The performance metric of critical importance is the delta between the warm coolant temperature in and the cool ambient air temperature going into the radiator. Given that the system is well insulated and in equilibrium and we know the heat input to the system then we can also calculate a very important number. That number is the amount of power required to raise the coolant temperature by set amount. That amount is typically 1C or 10C. The latter is a more useful reference point.
Let’s take a look at the Delta T results from the tests. Note that the extrapolation of the curve is much more sensitive to error than in the tested range.
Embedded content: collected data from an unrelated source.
#[test]
fn push_and_pop_at_both_ends() {
    let mut array = StaticArray::<i32, 4>::new();
    array.push_back(2).unwrap();
    array.push_front(1).unwrap();
    array.push_back(3).unwrap();
    array.push_front(0).unwrap();
    assert_eq!(array, [0, 1, 2, 3]);

    assert_eq!(array.pop_front().unwrap(), 0);
    assert_eq!(array.pop_back().unwrap(), 3);
    assert_eq!(array, [1, 2]);

    let mut array = DynamicArray::new();
    array.push_front("b").unwrap();
    array.push_front("a").unwrap();
    array.push_back("c").unwrap();
    assert_eq!(array, ["a", "b", "c"]);
}

#[test]
fn full_static_array_rejects_push() {
    let mut array = static_array![3; 1, 2, 3].unwrap();
    assert!(array.is_full());

    let error = array.push_back(4).unwrap_err();
    assert_eq!(error.kind(), ErrorKind::LengthError);
    assert_eq!(error.unwrap_args(), (4,));

    let error = array.push_front(0).unwrap_err();
    assert_eq!(error.kind(), ErrorKind::LengthError);

    let error = array.insert(1, 9).unwrap_err();
    assert_eq!(error.kind(), ErrorKind::LengthError);

    assert_eq!(array.count(), 3);
    assert_eq!(array, [1, 2, 3]);
}

#[test]
fn empty_collections_reject_access() {
    let mut array = DynamicArray::<i32>::new();
    assert_eq!(array.pop_back().unwrap_err().kind(), ErrorKind::LengthError);
    assert_eq!(array.pop_front().unwrap_err().kind(), ErrorKind::LengthError);
    assert_eq!(array.front().unwrap_err().kind(), ErrorKind::LengthError);
    assert_eq!(array.back_mut().unwrap_err().kind(), ErrorKind::LengthError);
    assert_eq!(array.remove(0).unwrap_err().kind(), ErrorKind::LengthError);
    assert_eq!(array.at(0).unwrap_err().kind(), ErrorKind::OutOfRange);

    let error = array.assign(0, 5).unwrap_err();
    assert_eq!(error.kind(), ErrorKind::LengthError);
    assert_eq!(error.unwrap_args(), (5,));

    let error = array.assign_range(0, &[1]).unwrap_err();
    assert_eq!(error.kind(), ErrorKind::LengthError);

    // Insertion requires an existing element at the index.
    let error = array.insert(0, 5).unwrap_err();
    assert_eq!(error.kind(), ErrorKind::OutOfRange);
    let error = array.insert_range(0, &[5]).unwrap_err();
    assert_eq!(error.kind(), ErrorKind::OutOfRange);
    assert!(array.is_empty());
}

#[test]
fn indexed_access() {
    let mut array = static_array![4; 10, 20, 30].unwrap();
    assert_eq!(*array.at(1).unwrap(), 20);
    assert_eq!(array.at(3).unwrap_err().kind(), ErrorKind::OutOfRange);
    assert_eq!(array.at(100).unwrap_err().kind(), ErrorKind::OutOfRange);

    *array.at_mut(2).unwrap() = 35;
    *array.front_mut().unwrap() += 1;
    assert_eq!(array, [11, 20, 35]);
    assert_eq!(array.remove(3).unwrap_err().kind(), ErrorKind::OutOfRange);

    assert_eq!(array.raw_data(), array.as_ptr());
    assert_eq!(array.final_cursor() - array.begin_cursor(), 3);
}

#[test]
fn assign_replaces_elements() {
    let mut array = dynamic_array![1, 2, 3, 4].unwrap();
    assert_eq!(array.assign(1, 20).unwrap(), 2);
    assert_eq!(array, [1, 20, 3, 4]);

    let error = array.assign(4, 50).unwrap_err();
    assert_eq!(error.kind(), ErrorKind::OutOfRange);
    assert_eq!(error.unwrap_args(), (50,));

    array.assign_range(2, &[30, 40]).unwrap();
    assert_eq!(array, [1, 20, 30, 40]);

    let error = array.assign_range(3, &[7, 8]).unwrap_err();
    assert_eq!(error.kind(), ErrorKind::OutOfRange);
    let error = array.assign_range(4, &[]).unwrap_err();
    assert_eq!(error.kind(), ErrorKind::OutOfRange);
    let error = array.assign_range(usize::MAX, &[1]).unwrap_err();
    assert_eq!(error.kind(), ErrorKind::OutOfRange);
    assert_eq!(array, [1, 20, 30, 40]);
}

#[test]
fn insert_all_appends_other_collection() {
    let mut dynamic = dynamic_array![1, 2].unwrap();
    let fixed = static_array![4; 3, 4, 5].unwrap();
    dynamic.insert_all(&fixed).unwrap();
    assert_eq!(dynamic, [1, 2, 3, 4, 5]);

    let mut small = static_array![4; 1, 2].unwrap();
    let error = small.insert_all(&fixed).unwrap_err();
    assert_eq!(error.kind(), ErrorKind::LengthError);
    assert_eq!(small, [1, 2]);

    let other = static_array![4; 9, 9].unwrap();
    small.insert_all(&other).unwrap();
    assert_eq!(small, [1, 2, 9, 9]);

    let mut empty = StaticArray::<i32, 4>::new();
    empty.insert_all(&other).unwrap();
    assert_eq!(empty, [9, 9]);

    // A full collection rejects even an empty source.
    let nothing = StaticArray::<i32, 4>::new();
    let error = small.insert_all(&nothing).unwrap_err();
    assert_eq!(error.kind(), ErrorKind::LengthError);
    assert_eq!(small, [1, 2, 9, 9]);

    let mut full_pair = static_array![2; 1, 2].unwrap();
    let error = full_pair
        .insert_all(&StaticArray::<i32, 2>::new())
        .unwrap_err();
    assert_eq!(error.kind(), ErrorKind::LengthError);

    dynamic.insert_all(&nothing).unwrap();
    assert_eq!(dynamic, [1, 2, 3, 4, 5]);
}

#[test]
fn remove_all_and_contains_all() {
    let mut array = dynamic_array![1, 2, 3, 2, 1].unwrap();
    let wanted = static_array![3; 3, 1].unwrap();
    let missing = static_array![3; 3, 7].unwrap();
    assert!(array.contains_all(&wanted));
    assert!(!array.contains_all(&missing));

    let unwanted = dynamic_array![2, 1, 9].unwrap();
    assert_eq!(array.remove_all(&unwanted), 2);
    assert_eq!(array, [3, 2, 1]);

    assert_eq!(array.remove_all(&unwanted), 2);
    assert_eq!(array, [3]);
    assert!(!array.contains_all(&wanted));
}

#[test]
fn clear_is_idempotent() {
    let live = Rc::new(Cell::new(0));
    let mut array = StaticArray::<Tracked, 4>::with_fill(
        Tracked::new(7, &live),
        3,
    )
    .unwrap();
    assert_eq!(live.get(), 3);

    array.clear();
    assert!(array.is_empty());
    assert_eq!(array.capacity(), 4);
    assert_eq!(live.get(), 0);

    array.clear();
    assert!(array.is_empty());
    assert_eq!(live.get(), 0);

    let mut array = DynamicArray::with_capacity(8).unwrap();
    array.push_back(Tracked::new(1, &live)).unwrap();
    array.clear();
    array.clear();
    assert_eq!(array.capacity(), 8);
    assert_eq!(live.get(), 0);
}

#[test]
fn constructors_validate_counts() {
    let error = DynamicArray::<i32>::with_capacity(0).unwrap_err();
    assert_eq!(error.kind(), ErrorKind::InvalidArgument);

    let error = DynamicArray::with_fill(String::from("x"), 0).unwrap_err();
    assert_eq!(error.kind(), ErrorKind::InvalidArgument);
    assert_eq!(error.unwrap_args().0, "x");

    let error = DynamicArray::<i32>::from_slice(&[]).unwrap_err();
    assert_eq!(error.kind(), ErrorKind::InvalidArgument);
    let error = DynamicArray::from_values(core::iter::empty::<i32>())
        .unwrap_err();
    assert_eq!(error.kind(), ErrorKind::InvalidArgument);

    let error = StaticArray::<i32, 2>::with_fill(1, 0).unwrap_err();
    assert_eq!(error.kind(), ErrorKind::InvalidArgument);
    let error = StaticArray::<i32, 2>::with_fill(1, 3).unwrap_err();
    assert_eq!(error.kind(), ErrorKind::OutOfRange);
    let error = StaticArray::<i32, 2>::from_slice(&[1, 2, 3]).unwrap_err();
    assert_eq!(error.kind(), ErrorKind::OutOfRange);
    let error = StaticArray::<i32, 2>::from_values(None).unwrap_err();
    assert_eq!(error.kind(), ErrorKind::InvalidArgument);

    let array = StaticArray::<i32, 2>::with_fill(1, 2).unwrap();
    assert_eq!(array, [1, 1]);
    let array = DynamicArray::with_fill(5u8, 3).unwrap();
    assert_eq!(array, [5, 5, 5]);
    assert_eq!(array.capacity(), 3);
}

#[test]
fn take_leaves_empty_source() {
    let mut source = DynamicArray::with_capacity(10).unwrap();
    source.push_back(1).unwrap();
    let destination = source.take();
    assert_eq!(destination, [1]);
    assert!(source.is_empty());
    assert_eq!(source.capacity(), 10);
    assert_eq!(destination.capacity(), 10);
    assert_ne!(source.as_ptr(), destination.as_ptr());
    assert!(!source.has_external_allocator());
    assert!(!destination.has_external_allocator());

    source.push_back(4).unwrap();
    assert_eq!(source, [4]);
    assert_eq!(destination, [1]);

    let mut source = dynamic_array![1, 2, 3].unwrap();
    let capacity = source.capacity();
    let destination = source.try_take().unwrap();
    assert_eq!(destination, [1, 2, 3]);
    assert!(source.is_empty());
    assert_eq!(source.capacity(), capacity);

    let mut source = DynamicArray::<u8>::new();
    let destination = source.take();
    assert_eq!(source.capacity(), 0);
    assert_eq!(destination.capacity(), 0);

    let mut source = static_array![6; 1, 2, 3].unwrap();
    let destination = source.take();
    assert_eq!(destination, [1, 2, 3]);
    assert!(source.is_empty());
    assert_eq!(source.capacity(), 6);
    assert_eq!(destination.capacity(), 6);
}

#[test]
fn take_preserves_external_allocator() {
    let heap = HeapAllocation::new();
    let mut source = DynamicArray::from_values_in(0..4u64, &heap).unwrap();
    let bytes = heap.allocated_bytes();

    let destination = source.take();
    assert!(source.has_external_allocator());
    assert!(destination.has_external_allocator());
    assert!(ptr::eq(source.allocator(), &heap));
    assert_eq!(source.capacity(), destination.capacity());
    assert_eq!(heap.allocated_bytes(), bytes * 2);
    assert_eq!(heap.allocation_count(), 2);

    source.push_back(10).unwrap();
    drop(destination);
    assert_eq!(
        heap.allocated_bytes(),
        source.capacity() * size_of::<u64>()
    );
    drop(source);
    assert_eq!(heap.allocated_bytes(), 0);
}
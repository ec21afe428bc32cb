//! SHAKE-256 adapter: one-shot digests and incremental XOF streams.

use sha3::digest::{ExtendableOutput, Update, XofReader};
use sha3::Shake256;

/// One-shot SHAKE-256 with arbitrary output length.
pub fn shake256(data: &[u8], output_len: usize) -> Vec<u8> {
    let mut hasher = Shake256::default();
    hasher.update(data);
    let mut reader = hasher.finalize_xof();
    let mut output = vec![0u8; output_len];
    reader.read(&mut output);
    output
}

/// Incremental absorb-then-squeeze SHAKE-256.
///
/// All domain-separated uses follow the same pattern: absorb an 8-byte
/// header (ASCII tag byte, up to three small indices, zero padding), absorb
/// the seed material, then squeeze.
#[derive(Default)]
pub struct Shake256Xof {
    state: Shake256,
}

impl Shake256Xof {
    pub fn new() -> Self {
        Self::default()
    }

    pub fn absorb(&mut self, data: &[u8]) {
        self.state.update(data);
    }

    /// Finishes absorbing and returns a squeeze stream.
    pub fn finish(self) -> impl XofReader {
        self.state.finalize_xof()
    }
}

#[cfg(test)]
mod tests {
    use super::*;

    #[test]
    fn test_shake256_known_answers() {
        assert_eq!(
            shake256(b"", 32),
            hex::decode("46b9dd2b0ba88d13233b3feb743eeb243fcd52ea62b81b82b50c27646ed5762f")
                .unwrap()
        );
        assert_eq!(
            shake256(b"abc", 32),
            hex::decode("483366601360a8771c6863080cc4114d8db44530f8f1e1ee4f94ea37e78b5739")
                .unwrap()
        );
    }

    #[test]
    fn test_shake256_deterministic_prefix() {
        let a = shake256(b"test data", 32);
        let b = shake256(b"test data", 64);
        assert_eq!(a, b[..32]);
        assert_ne!(a, shake256(b"other data", 32));
    }

    #[test]
    fn test_incremental_matches_one_shot() {
        let mut xof = Shake256Xof::new();
        xof.absorb(b"test ");
        xof.absorb(b"data");
        let mut reader = xof.finish();
        let mut out = [0u8; 32];
        reader.read(&mut out);
        assert_eq!(out.to_vec(), shake256(b"test data", 32));
    }

    #[test]
    fn test_incremental_reads_are_a_stream() {
        let mut xof = Shake256Xof::new();
        xof.absorb(b"stream");
        let mut reader = xof.finish();
        let mut a = [0u8; 16];
        let mut b = [0u8; 16];
        reader.read(&mut a);
        reader.read(&mut b);
        let whole = shake256(b"stream", 32);
        assert_eq!(&whole[..16], &a);
        assert_eq!(&whole[16..], &b);
    }
}
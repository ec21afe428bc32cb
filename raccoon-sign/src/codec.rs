//! Serialization: fixed-width bit packing for keys, the unary/stop-bit
//! signature bitstream, and the byte-level sign/open API.

use rand::RngCore;
use sha3::digest::XofReader;
use zeroize::Zeroize;

use raccoon_core::hashing::{shake256, Shake256Xof};
use raccoon_core::mask_random::MaskRandom;
use raccoon_core::polynomial::{Poly, RACC_N};
use raccoon_core::sampling::xof_sample_q;
use raccoon_core::zq::{RACC_Q, RACC_Q_BITS};

use crate::masking::{MaskedPoly, MaskedVec};
use crate::params::ParamSet;
use crate::sign::{keygen, sign_mu, verify_mu, Signature, SigningKey, VerifyKey};
use crate::RaccError;

/// Number of verbatim low bits in the z encoding.
const Z_LOW_BITS: usize = 40;

/// Packs the low `bits` bits of every element, LSB first.
pub fn encode_bits(v: &[u64], bits: u32) -> Vec<u8> {
    debug_assert!(bits <= 56);
    let mask = (1u64 << bits) - 1;
    let mut out = Vec::with_capacity((v.len() * bits as usize + 7) / 8);
    let mut acc: u64 = 0;
    let mut fill: u32 = 0;
    for &x in v {
        acc |= (x & mask) << fill;
        fill += bits;
        while fill >= 8 {
            out.push(acc as u8);
            acc >>= 8;
            fill -= 8;
        }
    }
    if fill > 0 {
        out.push(acc as u8);
    }
    out
}

/// Unpacks `n` elements of `bits` bits each; returns the elements and the
/// number of bytes consumed.
pub fn decode_bits(b: &[u8], bits: u32, n: usize) -> Result<(Vec<u64>, usize), RaccError> {
    debug_assert!(bits <= 56);
    let mask = (1u64 << bits) - 1;
    let mut v = Vec::with_capacity(n);
    let mut acc: u64 = 0;
    let mut fill: u32 = 0;
    let mut i = 0;
    while v.len() < n {
        while fill < bits {
            let byte = *b.get(i).ok_or(RaccError::InvalidLength)?;
            acc |= (byte as u64) << fill;
            i += 1;
            fill += 8;
        }
        while fill >= bits && v.len() < n {
            v.push(acc & mask);
            acc >>= bits;
            fill -= bits;
        }
    }
    Ok((v, i))
}

struct BitWriter {
    out: Vec<u8>,
    acc: u8,
    fill: u32,
}

impl BitWriter {
    fn new(out: Vec<u8>) -> Self {
        BitWriter { out, acc: 0, fill: 0 }
    }

    fn push(&mut self, bit: u64) {
        self.acc |= (bit as u8 & 1) << self.fill;
        self.fill += 1;
        if self.fill == 8 {
            self.out.push(self.acc);
            self.acc = 0;
            self.fill = 0;
        }
    }

    fn push_ones(&mut self, count: u64) {
        for _ in 0..count {
            self.push(1);
        }
    }

    /// Pads the trailing partial byte with zero bits.
    fn finish(mut self) -> Vec<u8> {
        if self.fill > 0 {
            self.out.push(self.acc);
        }
        self.out
    }
}

struct BitReader<'a> {
    b: &'a [u8],
    pos: usize,
}

impl<'a> BitReader<'a> {
    fn new(b: &'a [u8]) -> Self {
        BitReader { b, pos: 0 }
    }

    fn read(&mut self) -> Result<u64, RaccError> {
        let byte = *self.b.get(self.pos >> 3).ok_or(RaccError::InvalidLength)?;
        let bit = (byte >> (self.pos & 7)) & 1;
        self.pos += 1;
        Ok(bit as u64)
    }
}

/// Hint coefficients: `|x|` ones, a zero stop bit, and a sign bit for
/// non-zero values.
fn enc_h(bw: &mut BitWriter, h: &[i64]) {
    for &x in h {
        if x == 0 {
            bw.push(0);
        } else {
            bw.push_ones(x.unsigned_abs());
            bw.push(0);
            bw.push((x < 0) as u64);
        }
    }
}

fn dec_h(br: &mut BitReader) -> Result<Vec<i64>, RaccError> {
    let mut h = Vec::with_capacity(RACC_N);
    for _ in 0..RACC_N {
        let mut x: i64 = 0;
        while br.read()? == 1 {
            x += 1;
        }
        if x != 0 && br.read()? == 1 {
            x = -x;
        }
        h.push(x);
    }
    Ok(h)
}

/// Response coefficients: centered magnitude with `Z_LOW_BITS` verbatim low
/// bits, the high part as a run of ones, a stop bit and a sign bit.
fn enc_z(bw: &mut BitWriter, z: &Poly) {
    for &c in &z.c {
        let (mut x, sgn) = if c == 0 {
            (0u64, None)
        } else if c > RACC_Q / 2 {
            (RACC_Q - c, Some(1u64))
        } else {
            (c, Some(0u64))
        };
        for _ in 0..Z_LOW_BITS {
            bw.push(x & 1);
            x >>= 1;
        }
        bw.push_ones(x);
        bw.push(0);
        if let Some(s) = sgn {
            bw.push(s);
        }
    }
}

fn dec_z(br: &mut BitReader, par: &ParamSet) -> Result<Poly, RaccError> {
    let mut c = Vec::with_capacity(RACC_N);
    for _ in 0..RACC_N {
        let mut x: u64 = 0;
        for j in 0..Z_LOW_BITS {
            x |= br.read()? << j;
        }
        let mut hi: u64 = 0;
        while br.read()? == 1 {
            hi += 1;
        }
        x += hi << Z_LOW_BITS;
        if x > par.boo {
            // overshoot sentinel; check_bounds will reject it
            x = par.boo + 1;
        }
        if x != 0 && br.read()? == 1 {
            x = RACC_Q - x;
        }
        c.push(x % RACC_Q);
    }
    Ok(Poly::from_coeffs(c))
}

fn encode_pk_parts(par: &ParamSet, seed: &[u8], t: &[Poly]) -> Vec<u8> {
    let mut b = Vec::with_capacity(par.pk_sz);
    b.extend_from_slice(seed);
    let bits = RACC_Q_BITS - par.nut;
    for ti in t {
        b.extend_from_slice(&encode_bits(&ti.c, bits));
    }
    b
}

/// Serializes a verification key: seed, then t packed at q_bits - nut bits
/// per coefficient.
pub fn encode_pk(par: &ParamSet, vk: &VerifyKey) -> Vec<u8> {
    encode_pk_parts(par, &vk.seed, &vk.t)
}

/// Decodes a verification key; also returns `tr = SHAKE256(pk)` and the
/// number of bytes consumed.
pub fn decode_pk(par: &ParamSet, b: &[u8]) -> Result<(VerifyKey, Vec<u8>, usize), RaccError> {
    if b.len() < par.as_sz {
        return Err(RaccError::InvalidLength);
    }
    let seed = b[..par.as_sz].to_vec();
    let mut l = par.as_sz;
    let bits = RACC_Q_BITS - par.nut;
    let mut t = Vec::with_capacity(par.k);
    for _ in 0..par.k {
        let (v, used) = decode_bits(&b[l..], bits, RACC_N)?;
        t.push(Poly::from_coeffs(v));
        l += used;
    }
    let tr = shake256(&b[..l], par.tr_sz);
    Ok((VerifyKey { seed, t }, tr, l))
}

/// Serializes the masked signing key: the public key, one fresh XOF key per
/// share 1..d-1, then share 0 adjusted so that the d shares still sum to
/// the secret (in the NTT domain) and packed at full q_bits width.
pub fn encode_sk(par: &ParamSet, msk: &SigningKey, rng: &mut impl RngCore) -> Vec<u8> {
    let mut b = encode_pk_parts(par, &msk.seed, &msk.t);

    let mut s0: Vec<Poly> = (0..par.ell)
        .map(|i| msk.s.row(i).share(0).clone())
        .collect();

    for j in 1..par.d {
        let mut key = vec![0u8; par.mk_sz];
        rng.fill_bytes(&mut key);
        b.extend_from_slice(&key);
        for (i, s0i) in s0.iter_mut().enumerate() {
            let mut m = Vec::with_capacity(8 + key.len());
            m.extend_from_slice(&[b'K', i as u8, j as u8, 0, 0, 0, 0, 0]);
            m.extend_from_slice(&key);
            let r = xof_sample_q(&m);
            *s0i = &(&*s0i - &r) + msk.s.row(i).share(j);
        }
    }

    for s0i in &s0 {
        b.extend_from_slice(&encode_bits(&s0i.c, RACC_Q_BITS));
    }
    for s0i in s0.iter_mut() {
        s0i.c.zeroize();
    }
    b
}

/// Decodes a signing key; shares 1..d-1 are re-expanded from their XOF keys.
pub fn decode_sk(par: &ParamSet, b: &[u8]) -> Result<(SigningKey, Vec<u8>, usize), RaccError> {
    let (vk, tr, mut l) = decode_pk(par, b)?;

    let mut shares: Vec<Vec<Poly>> = (0..par.ell)
        .map(|_| Vec::with_capacity(par.d))
        .collect();
    for row in shares.iter_mut() {
        row.push(Poly::zero()); // share 0 placeholder
    }

    for j in 1..par.d {
        if b.len() < l + par.mk_sz {
            return Err(RaccError::InvalidLength);
        }
        let key = &b[l..l + par.mk_sz];
        l += par.mk_sz;
        for (i, row) in shares.iter_mut().enumerate() {
            let mut m = Vec::with_capacity(8 + key.len());
            m.extend_from_slice(&[b'K', i as u8, j as u8, 0, 0, 0, 0, 0]);
            m.extend_from_slice(key);
            row.push(xof_sample_q(&m));
        }
    }

    for row in shares.iter_mut() {
        let (v, used) = decode_bits(&b[l..], RACC_Q_BITS, RACC_N)?;
        row[0] = Poly::from_coeffs(v);
        l += used;
    }

    let s = MaskedVec::from_rows(shares.into_iter().map(MaskedPoly::from_shares).collect());
    Ok((
        SigningKey {
            seed: vk.seed,
            t: vk.t,
            s,
        },
        tr,
        l,
    ))
}

/// Serializes a signature without padding or length checks.
pub fn encode_sig(sig: &Signature) -> Vec<u8> {
    let mut bw = BitWriter::new(sig.c_hash.clone());
    for hi in &sig.h {
        enc_h(&mut bw, hi);
    }
    for zi in &sig.z {
        enc_z(&mut bw, zi);
    }
    bw.finish()
}

/// Deserializes a signature from a `sig_sz`-byte buffer.
pub fn decode_sig(par: &ParamSet, s: &[u8]) -> Result<Signature, RaccError> {
    if s.len() < par.ch_sz {
        return Err(RaccError::InvalidLength);
    }
    let c_hash = s[..par.ch_sz].to_vec();
    let mut br = BitReader::new(&s[par.ch_sz..]);
    let mut h = Vec::with_capacity(par.k);
    for _ in 0..par.k {
        h.push(dec_h(&mut br)?);
    }
    let mut z = Vec::with_capacity(par.ell);
    for _ in 0..par.ell {
        z.push(dec_z(&mut br, par)?);
    }
    Ok(Signature { c_hash, h, z })
}

/// BUFF binding: `mu = SHAKE256(tr || msg)` with `tr = SHAKE256(pk)`.
pub fn buff_mu(par: &ParamSet, tr: &[u8], msg: &[u8]) -> Vec<u8> {
    let mut xof = Shake256Xof::new();
    xof.absorb(tr);
    xof.absorb(msg);
    let mut mu = vec![0u8; par.mu_sz];
    xof.finish().read(&mut mu);
    mu
}

/// Key pair generation directly into bytes: `(pk, sk)`.
pub fn byte_keygen(
    par: &ParamSet,
    rng: &mut impl RngCore,
    mrg: &mut MaskRandom,
) -> (Vec<u8>, Vec<u8>) {
    let (msk, vk) = keygen(par, rng, mrg);
    (encode_pk(par, &vk), encode_sk(par, &msk, rng))
}

/// Detached signature of fixed length `sig_sz`. Short encodings are padded
/// with zero bytes; on the rare overlong encoding, all noise is discarded
/// and the message re-signed.
pub fn byte_signature(
    par: &ParamSet,
    msg: &[u8],
    sk: &[u8],
    rng: &mut impl RngCore,
    mrg: &mut MaskRandom,
) -> Result<Vec<u8>, RaccError> {
    let (mut msk, tr, _) = decode_sk(par, sk)?;
    let mu = buff_mu(par, &tr, msg);
    loop {
        let sig = sign_mu(par, &mut msk, &mu, rng, mrg);
        let mut b = encode_sig(&sig);
        if b.len() <= par.sig_sz {
            b.resize(par.sig_sz, 0);
            return Ok(b);
        }
    }
}

/// Signature envelope: `signature || message`.
pub fn byte_sign(
    par: &ParamSet,
    msg: &[u8],
    sk: &[u8],
    rng: &mut impl RngCore,
    mrg: &mut MaskRandom,
) -> Result<Vec<u8>, RaccError> {
    let mut sm = byte_signature(par, msg, sk, rng, mrg)?;
    sm.extend_from_slice(msg);
    Ok(sm)
}

/// Detached verification directly from bytes.
pub fn byte_verify(par: &ParamSet, msg: &[u8], sm: &[u8], pk: &[u8]) -> bool {
    if sm.len() < par.sig_sz {
        return false;
    }
    let Ok((vk, tr, _)) = decode_pk(par, pk) else {
        return false;
    };
    let Ok(sig) = decode_sig(par, &sm[..par.sig_sz]) else {
        return false;
    };
    let mu = buff_mu(par, &tr, msg);
    verify_mu(par, &vk, &mu, &sig)
}

/// Opens a signature envelope: returns the verification outcome and the
/// enclosed message.
pub fn byte_open(par: &ParamSet, sm: &[u8], pk: &[u8]) -> (bool, Vec<u8>) {
    let msg = if sm.len() > par.sig_sz {
        sm[par.sig_sz..].to_vec()
    } else {
        Vec::new()
    };
    (byte_verify(par, &msg, sm, pk), msg)
}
I was not too concerned about the actual delta numbers but instead the trend pattern. As we should expect, the deltas come down as the fan speed is increased. The less significant temperature drop from 1300 to 1850 rpm indicates the bulk of the radiators performance potential can be achieved with medium fan speeds.
Delta T results (as above) are not always helpful when thinking about how many radiators you would need to cool your system. Instead it’s more useful to know the metric of W/Delta C. This metric is plotted below. It tells us how many Watts are dissipated by the radiator when the coolant rises 10C above ambient temperatures. (W/10 Delta T):
The average difference between Push Only and Push/Pull results at the same fan speed was ~13% which is the lowest of the test group. This means increasing fan speeds on the ST30 had less benefit than doing so on the other 280mm radiators of the group. Variance ranged from ~11.5% at 750 rpm to 14.5% at 1850 rpm. This reasonably close percentage difference shows that the ST30 280’s potential performance scales evenly across different fan assemblies as the fan speeds were increased.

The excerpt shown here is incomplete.